#### Provided information

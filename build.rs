use std::cmp::Ordering;
use std::env;
use std::process::Command;

// CPU features that select a kernel backend
#[derive(PartialEq, Eq, Debug)]
struct CpuFeature {
    name: &'static str,
    // Every token must be reported by the CPU for the backend to be usable
    required: &'static [&'static str],
    target_arch: &'static str,
    cfg_flag: &'static str,
    detected: bool,
}

impl CpuFeature {
    // Priority order between backends (Lowest number == Highest Priority)
    fn priority(&self) -> usize {
        match self.name {
            "avx2" => 0,
            "neon" => 1,
            _ => usize::MAX,
        }
    }

    fn features() -> Vec<CpuFeature> {
        vec![
            CpuFeature {
                name: "avx2",
                required: &["avx2", "fma"],
                target_arch: "x86_64",
                cfg_flag: "avx2",
                detected: false,
            },
            CpuFeature {
                name: "neon",
                // Linux reports Advanced SIMD as `asimd`, macOS as `neon`
                required: &["neon"],
                target_arch: "aarch64",
                cfg_flag: "neon",
                detected: false,
            },
        ]
    }
}

impl Ord for CpuFeature {
    fn cmp(&self, other: &Self) -> Ordering {
        self.priority().cmp(&other.priority())
    }
}

impl PartialOrd for CpuFeature {
    fn partial_cmp(&self, other: &Self) -> Option<Ordering> {
        Some(self.cmp(other))
    }
}

trait CpuFeatureDetector {
    fn detect_features(&self, features: &mut [CpuFeature]);
    fn is_applicable(&self) -> bool;
}

// Linux CPU feature detector
struct LinuxDetector;
impl CpuFeatureDetector for LinuxDetector {
    fn detect_features(&self, features: &mut [CpuFeature]) {
        let Ok(cpuinfo) = std::fs::read_to_string("/proc/cpuinfo") else {
            return;
        };

        // Flags are whitespace separated on the `flags` (x86) or `Features` (arm) lines
        let flags: Vec<String> = cpuinfo
            .lines()
            .filter(|line| {
                let key = line.split(':').next().unwrap_or("").trim().to_lowercase();
                key == "flags" || key == "features"
            })
            .flat_map(|line| line.split(':').nth(1).unwrap_or("").split_whitespace())
            .map(|flag| flag.to_lowercase())
            .collect();

        let has = |token: &str| {
            flags.iter().any(|flag| {
                flag == token || (token == "neon" && flag == "asimd")
            })
        };

        for feature in features.iter_mut() {
            feature.detected = feature.required.iter().all(|token| has(*token));
        }
    }

    fn is_applicable(&self) -> bool {
        cfg!(target_os = "linux")
    }
}

// macOS CPU feature detector
struct MacOSDetector;
impl CpuFeatureDetector for MacOSDetector {
    fn detect_features(&self, features: &mut [CpuFeature]) {
        let output = Command::new("sysctl").args(["-a"]).output();

        if let Ok(output) = output {
            let contents = String::from_utf8_lossy(&output.stdout).to_lowercase();

            for feature in features.iter_mut() {
                feature.detected = match feature.name {
                    "avx2" => {
                        contents.contains("hw.optional.avx2_0: 1")
                            && contents.contains("hw.optional.fma: 1")
                    }
                    "neon" => {
                        contents.contains("hw.optional.neon: 1")
                            || contents.contains("hw.optional.arm.advsimd: 1")
                    }
                    _ => false,
                };
            }
        }
    }

    fn is_applicable(&self) -> bool {
        cfg!(target_os = "macos")
    }
}

struct PlatformDetector;
impl PlatformDetector {
    fn cpu_features_detectors() -> Vec<Box<dyn CpuFeatureDetector>> {
        vec![Box::new(LinuxDetector), Box::new(MacOSDetector)]
    }

    fn detect_cpu_features(features: &mut [CpuFeature]) {
        for detector in Self::cpu_features_detectors() {
            if detector.is_applicable() {
                detector.detect_features(features);
                break;
            }
        }
    }

    fn apply(features: &mut [CpuFeature], target_arch: &str) {
        features.sort();

        // Highest priority detected backend for this architecture, portable otherwise
        let cfg_flag = features
            .iter()
            .find(|cpu_feature| cpu_feature.detected && cpu_feature.target_arch == target_arch)
            .map(|cpu_feature| cpu_feature.cfg_flag)
            .unwrap_or("fallback");

        println!("applying: {cfg_flag}");
        println!("cargo:rustc-cfg={cfg_flag}");

        println!("cargo::rustc-check-cfg=cfg(avx2)");
        println!("cargo::rustc-check-cfg=cfg(neon)");
        println!("cargo::rustc-check-cfg=cfg(fallback)");
    }
}

fn main() {
    println!("cargo:rerun-if-changed=build.rs");
    println!("cargo:rerun-if-env-changed=LANEKIT_FORCE_PORTABLE");

    let mut features = CpuFeature::features();

    let host = env::var("HOST").unwrap_or_default();
    let target = env::var("TARGET").unwrap_or_default();
    let target_arch = env::var("CARGO_CFG_TARGET_ARCH").unwrap_or_default();

    let force_portable = env::var("LANEKIT_FORCE_PORTABLE").is_ok_and(|value| value == "1");

    // Only run CPU detection for native builds
    if host == target && !force_portable {
        PlatformDetector::detect_cpu_features(&mut features);
    }

    PlatformDetector::apply(&mut features, &target_arch);
}
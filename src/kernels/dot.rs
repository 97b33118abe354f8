use crate::{
    shape::{check_dot, require},
    simd::traits::SimdDot,
    Element,
};

/// Dot product `Σ a[i]·b[i]` of two equal-length slices.
///
/// The product stream is reduced with the same multi-accumulator strategy as
/// [`crate::sum`] (fused multiply-add on the hardware backends).
///
/// # Panics
///
/// Panics if `a.len() != b.len()`.
///
/// # Examples
///
/// ```rust
/// let a = [1.0f32, 2.0, 3.0];
/// let b = [4.0f32, 5.0, 6.0];
/// assert_eq!(lanekit::dot(&a, &b), 32.0);
/// ```
#[inline]
#[track_caller]
pub fn dot<T: Element>(a: &[T], b: &[T]) -> T {
    require(check_dot(a.len(), b.len()));
    T::lane_dot(a, b)
}

#[inline]
#[track_caller]
fn scalar_dot<T: Element>(a: &[T], b: &[T]) -> T {
    require(check_dot(a.len(), b.len()));
    a.iter().zip(b).fold(T::zero(), |acc, (&x, &y)| acc + x * y)
}

impl<'b, T: Element> SimdDot<&'b [T]> for &[T] {
    type Output = T;

    #[inline(always)]
    #[track_caller]
    fn simd_dot(self, rhs: &'b [T]) -> Self::Output {
        dot(self, rhs)
    }

    #[inline(always)]
    #[track_caller]
    fn scalar_dot(self, rhs: &'b [T]) -> Self::Output {
        scalar_dot(self, rhs)
    }
}

impl<'b, T: Element> SimdDot<&'b Vec<T>> for &Vec<T> {
    type Output = T;

    #[inline(always)]
    #[track_caller]
    fn simd_dot(self, rhs: &'b Vec<T>) -> Self::Output {
        dot(self.as_slice(), rhs.as_slice())
    }

    #[inline(always)]
    #[track_caller]
    fn scalar_dot(self, rhs: &'b Vec<T>) -> Self::Output {
        scalar_dot(self.as_slice(), rhs.as_slice())
    }
}

#[cfg(test)]
mod tests {
    use super::*;

    #[test]
    fn test_empty_dot_is_zero() {
        assert_eq!(dot::<f32>(&[], &[]), 0.0);
    }

    #[test]
    fn test_small_integer_dots_are_exact() {
        for len in [1usize, 3, 4, 5, 8, 9, 16, 17, 33, 70] {
            let a: Vec<f32> = (0..len).map(|i| (i % 7) as f32).collect();
            let b: Vec<f32> = (0..len).map(|i| (i % 3) as f32 - 1.0).collect();
            assert_eq!(dot(&a, &b), a.as_slice().scalar_dot(b.as_slice()), "len = {len}");
        }
    }

    #[test]
    fn test_vec_trait_form() {
        let a = vec![0.5f64; 19];
        let b = vec![2.0f64; 19];
        assert_eq!((&a).simd_dot(&b), 19.0);
        assert_eq!((&a).scalar_dot(&b), 19.0);
    }

    #[test]
    #[should_panic(expected = "Length mismatch: left operand has 3 elements, right operand has 2")]
    fn test_length_mismatch_panics() {
        dot(&[1.0f64, 2.0, 3.0], &[1.0, 2.0]);
    }

    #[test]
    #[should_panic(expected = "Length mismatch")]
    fn test_scalar_form_checks_lengths_too() {
        let a = [1.0f32; 4];
        let b = [1.0f32; 5];
        a.as_slice().scalar_dot(b.as_slice());
    }
}
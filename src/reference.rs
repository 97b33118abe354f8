//! Strict-order reference kernels and seeded inputs.
//!
//! The naive kernels accumulate left to right with a single running total and are the
//! ground truth the optimized kernels are compared against in tests, benches and the
//! `lanekit-report` binary. They perform the same shape checks as the optimized ones.

use rand::{distr::uniform::SampleUniform, rngs::StdRng, Rng, SeedableRng};

use crate::{
    shape::{check_dot, check_matmul, check_matvec, require},
    Element,
};

/// Left-to-right sum.
pub fn naive_sum<T: Element>(values: &[T]) -> T {
    let mut acc = T::zero();
    for &x in values {
        acc = acc + x;
    }
    acc
}

/// Left-to-right dot product.
///
/// # Panics
///
/// Panics if `a.len() != b.len()`.
#[track_caller]
pub fn naive_dot<T: Element>(a: &[T], b: &[T]) -> T {
    require(check_dot(a.len(), b.len()));

    let mut acc = T::zero();
    for (&x, &y) in a.iter().zip(b) {
        acc = acc + x * y;
    }
    acc
}

/// One strict-order dot product per row.
///
/// # Panics
///
/// Same preconditions as [`crate::matvec`].
#[track_caller]
pub fn naive_matvec<T: Element>(matrix: &[T], rows: usize, cols: usize, vector: &[T], out: &mut [T]) {
    require(check_matvec(matrix.len(), rows, cols, vector.len(), out.len()));

    for (r, slot) in out.iter_mut().enumerate() {
        let mut acc = T::zero();
        for c in 0..cols {
            acc = acc + matrix[r * cols + c] * vector[c];
        }
        *slot = acc;
    }
}

/// Textbook `i → p → j` triple loop: each row of C is zeroed, then
/// `C[i,j] += A[i,p]·B[p,j]` for increasing `p`.
///
/// # Panics
///
/// Same preconditions as [`crate::matmul`].
#[track_caller]
pub fn naive_matmul<T: Element>(a: &[T], b: &[T], c: &mut [T], m: usize, n: usize, k: usize) {
    require(check_matmul(a.len(), b.len(), c.len(), m, n, k));

    for i in 0..m {
        for j in 0..n {
            c[i * n + j] = T::zero();
        }
        for p in 0..k {
            for j in 0..n {
                c[i * n + j] = c[i * n + j] + a[i * k + p] * b[p * n + j];
            }
        }
    }
}

/// Deterministic generator for reproducible inputs.
pub fn seeded_rng(seed: u64) -> StdRng {
    StdRng::seed_from_u64(seed)
}

/// `len` values drawn uniformly from `[-1, 1]`.
pub fn uniform_vec<T: Element + SampleUniform>(len: usize, rng: &mut StdRng) -> Vec<T> {
    let (lo, hi) = (-T::one(), T::one());
    (0..len).map(|_| rng.random_range(lo..=hi)).collect()
}

/// Largest element-wise `|a[i] - b[i]|`; NaN if any pair differs by NaN.
///
/// # Panics
///
/// Panics if `a.len() != b.len()`.
#[track_caller]
pub fn max_abs_diff<T: Element>(a: &[T], b: &[T]) -> T {
    require(check_dot(a.len(), b.len()));

    a.iter().zip(b).fold(T::zero(), |worst, (&x, &y)| {
        let diff = (x - y).abs();
        if diff.is_nan() || diff > worst {
            diff
        } else {
            worst
        }
    })
}

/// Euclidean distance `‖a - b‖₂`.
///
/// # Panics
///
/// Panics if `a.len() != b.len()`.
#[track_caller]
pub fn l2_distance<T: Element>(a: &[T], b: &[T]) -> T {
    require(check_dot(a.len(), b.len()));

    a.iter()
        .zip(b)
        .fold(T::zero(), |acc, (&x, &y)| {
            let delta = x - y;
            acc + delta * delta
        })
        .sqrt()
}

/// Error bound for a reordered sum of `n` terms whose absolute values add up to
/// `magnitude`: `2·n·ε·magnitude`.
///
/// Any summation order (and fused or unfused products) stays within `n·ε·magnitude`
/// of the exact result to first order, so two orders are within twice that.
pub fn reordering_bound<T: Element>(n: usize, magnitude: T) -> T {
    let n = T::from(n.max(1)).unwrap_or_else(T::max_value);
    (T::one() + T::one()) * n * T::epsilon() * magnitude
}

#[cfg(test)]
mod tests {
    use super::*;

    #[test]
    fn test_naive_matmul_2x3_times_3x2() {
        let a = [1.0f64, 2.0, 3.0, 4.0, 5.0, 6.0];
        let b = [7.0f64, 8.0, 9.0, 10.0, 11.0, 12.0];
        let mut c = [f64::NAN; 4];

        naive_matmul(&a, &b, &mut c, 2, 2, 3);
        assert_eq!(c, [58.0, 64.0, 139.0, 154.0]);
    }

    #[test]
    fn test_naive_matvec() {
        let matrix = [1.0f32, 2.0, 3.0, 4.0];
        let mut out = [0.0f32; 2];
        naive_matvec(&matrix, 2, 2, &[1.0, 1.0], &mut out);
        assert_eq!(out, [3.0, 7.0]);
    }

    #[test]
    fn test_uniform_vec_is_seeded_and_bounded() {
        let first: Vec<f32> = uniform_vec(512, &mut seeded_rng(42));
        let second: Vec<f32> = uniform_vec(512, &mut seeded_rng(42));
        assert_eq!(first, second);
        assert!(first.iter().all(|x| (-1.0..=1.0).contains(x)));

        let other: Vec<f32> = uniform_vec(512, &mut seeded_rng(43));
        assert_ne!(first, other);
    }

    #[test]
    fn test_differences() {
        let a = [1.0f64, 2.0, 3.0];
        let b = [1.0f64, 2.5, 1.0];
        assert_eq!(max_abs_diff(&a, &b), 2.0);
        assert_eq!(l2_distance(&[3.0f64, 0.0], &[0.0, 4.0]), 5.0);
        assert!(max_abs_diff(&[f64::NAN], &[1.0]).is_nan());
    }
}
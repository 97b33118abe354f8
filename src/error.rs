//! Error types describing kernel contract violations.
//!
//! The kernels treat a mismatched shape as a caller bug and panic with the
//! message of the corresponding [`KernelError`]. Callers who prefer to check
//! first use the functions in [`crate::shape`], which return these errors.

use thiserror::Error;

/// A shape or length contract violation between kernel operands.
#[derive(Debug, Clone, PartialEq, Eq, Error)]
pub enum KernelError {
    /// Two sequences that must have the same length do not.
    #[error("Length mismatch: left operand has {left} elements, right operand has {right}")]
    LengthMismatch {
        /// Length of the left operand.
        left: usize,
        /// Length of the right operand.
        right: usize,
    },
    /// A buffer does not hold exactly `rows * cols` elements.
    #[error(
        "Shape mismatch: {operand} is declared {rows}x{cols} ({expected} elements) but holds {actual}"
    )]
    ShapeMismatch {
        /// Which operand is wrong (`"A"`, `"matrix"`, `"output"`, ...).
        operand: &'static str,
        /// Declared number of rows.
        rows: usize,
        /// Declared number of columns.
        cols: usize,
        /// `rows * cols`.
        expected: usize,
        /// Actual buffer length.
        actual: usize,
    },
    /// `rows * cols` does not fit in `usize`.
    #[error("Dimension overflow: {rows}x{cols} elements do not fit in usize")]
    DimensionOverflow {
        /// Declared number of rows.
        rows: usize,
        /// Declared number of columns.
        cols: usize,
    },
}

/// Result type alias for shape validation.
pub type Result<T> = std::result::Result<T, KernelError>;

/// Creates a length mismatch error.
pub fn length_mismatch(left: usize, right: usize) -> KernelError {
    KernelError::LengthMismatch { left, right }
}

/// Creates a shape mismatch error for `operand`.
pub fn shape_mismatch(operand: &'static str, rows: usize, cols: usize, actual: usize) -> KernelError {
    KernelError::ShapeMismatch {
        operand,
        rows,
        cols,
        expected: rows.saturating_mul(cols),
        actual,
    }
}

#[cfg(test)]
mod tests {
    use super::*;

    #[test]
    fn test_length_mismatch_display() {
        let error = length_mismatch(512, 511);
        let display = format!("{error}");
        assert!(display.contains("Length mismatch"));
        assert!(display.contains("512"));
        assert!(display.contains("511"));
    }

    #[test]
    fn test_shape_mismatch_display() {
        let error = shape_mismatch("B", 72, 144, 10);
        let display = format!("{error}");
        assert!(display.contains("B is declared 72x144"));
        assert!(display.contains("10368 elements"));
        assert!(display.contains("holds 10"));
    }

    #[test]
    fn test_overflow_display() {
        let error = KernelError::DimensionOverflow {
            rows: usize::MAX,
            cols: 2,
        };
        assert!(format!("{error}").contains("do not fit in usize"));
    }

    #[test]
    fn test_error_equality() {
        assert_eq!(length_mismatch(3, 4), length_mismatch(3, 4));
        assert_ne!(length_mismatch(3, 4), length_mismatch(4, 3));
    }

    #[test]
    fn test_error_trait_implementation() {
        let error = shape_mismatch("C", 2, 2, 3);
        let _: &dyn std::error::Error = &error;
        assert!(std::error::Error::source(&error).is_none());
    }
}
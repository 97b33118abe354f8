use std::ops::Add;

/// A hardware vector register holding `LANE_COUNT` values of `T`.
///
/// Implemented by the backend vector types (`F32x8`, `F64x4`, `F32x4`, `F64x2`);
/// the lane algorithms in `simd::lanes` are written once against this trait.
pub trait SimdVec<T>: Copy + Add<Output = Self> {
    /// Number of `T` values in one register.
    const LANE_COUNT: usize;

    /// All lanes set to zero.
    ///
    /// # Safety
    ///
    /// The CPU must support the backend's instruction set.
    unsafe fn zeros() -> Self;

    /// All lanes set to `value`.
    ///
    /// # Safety
    ///
    /// The CPU must support the backend's instruction set.
    unsafe fn splat(value: T) -> Self;

    /// Loads `LANE_COUNT` values.
    ///
    /// # Safety
    ///
    /// `ptr` must be valid for `LANE_COUNT` reads. No alignment is required.
    unsafe fn load(ptr: *const T) -> Self;

    /// Loads `size < LANE_COUNT` values, the remaining lanes are zero.
    ///
    /// # Safety
    ///
    /// `ptr` must be valid for `size` reads.
    unsafe fn load_partial(ptr: *const T, size: usize) -> Self;

    /// Stores `LANE_COUNT` values.
    ///
    /// # Safety
    ///
    /// `ptr` must be valid for `LANE_COUNT` writes.
    unsafe fn store_at(&self, ptr: *mut T);

    /// `self * a + b` per lane (fused where the hardware supports it).
    ///
    /// # Safety
    ///
    /// The CPU must support the backend's instruction set.
    unsafe fn mul_add(self, a: Self, b: Self) -> Self;

    /// Horizontal sum of all lanes, combined pairwise.
    ///
    /// # Safety
    ///
    /// The CPU must support the backend's instruction set.
    unsafe fn reduce_add(self) -> T;
}

/// Lane-parallel summation of a sequence.
pub trait SimdSum {
    type Output;

    /// Sums with the build's SIMD backend (multiple accumulators, reordered rounding).
    fn simd_sum(self) -> Self::Output;
    /// Sums strictly left to right.
    fn scalar_sum(self) -> Self::Output;
}

/// Lane-parallel dot product of two equal-length sequences.
pub trait SimdDot<Rhs = Self> {
    type Output;

    /// Dot product with the build's SIMD backend.
    ///
    /// # Panics
    ///
    /// Panics if the operands have different lengths.
    fn simd_dot(self, rhs: Rhs) -> Self::Output;
    /// Dot product accumulated strictly left to right.
    ///
    /// # Panics
    ///
    /// Panics if the operands have different lengths.
    fn scalar_dot(self, rhs: Rhs) -> Self::Output;
}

########

■ What the exercise asks ■
Reproduce the lines of the records exactly, from the first one through the line that contains "fn priority(&self) ->".

■ Solution for this exercise ■
filename build.rs
use std::cmp::Ordering;
use std::env;
use std::process::Command;

// CPU features that select a kernel backend
#[derive(PartialEq, Eq, Debug)]
struct CpuFeature {
    name: &'static str,
    // Every token must be reported by the CPU for the backend to be usable
    required: &'static [&'static str],
    target_arch: &'static str,
    cfg_flag: &'static str,
    detected: bool,
}

impl CpuFeature {
    // Priority order between backends (Lowest number == Highest Priority)
    fn priority(&self) -> usize {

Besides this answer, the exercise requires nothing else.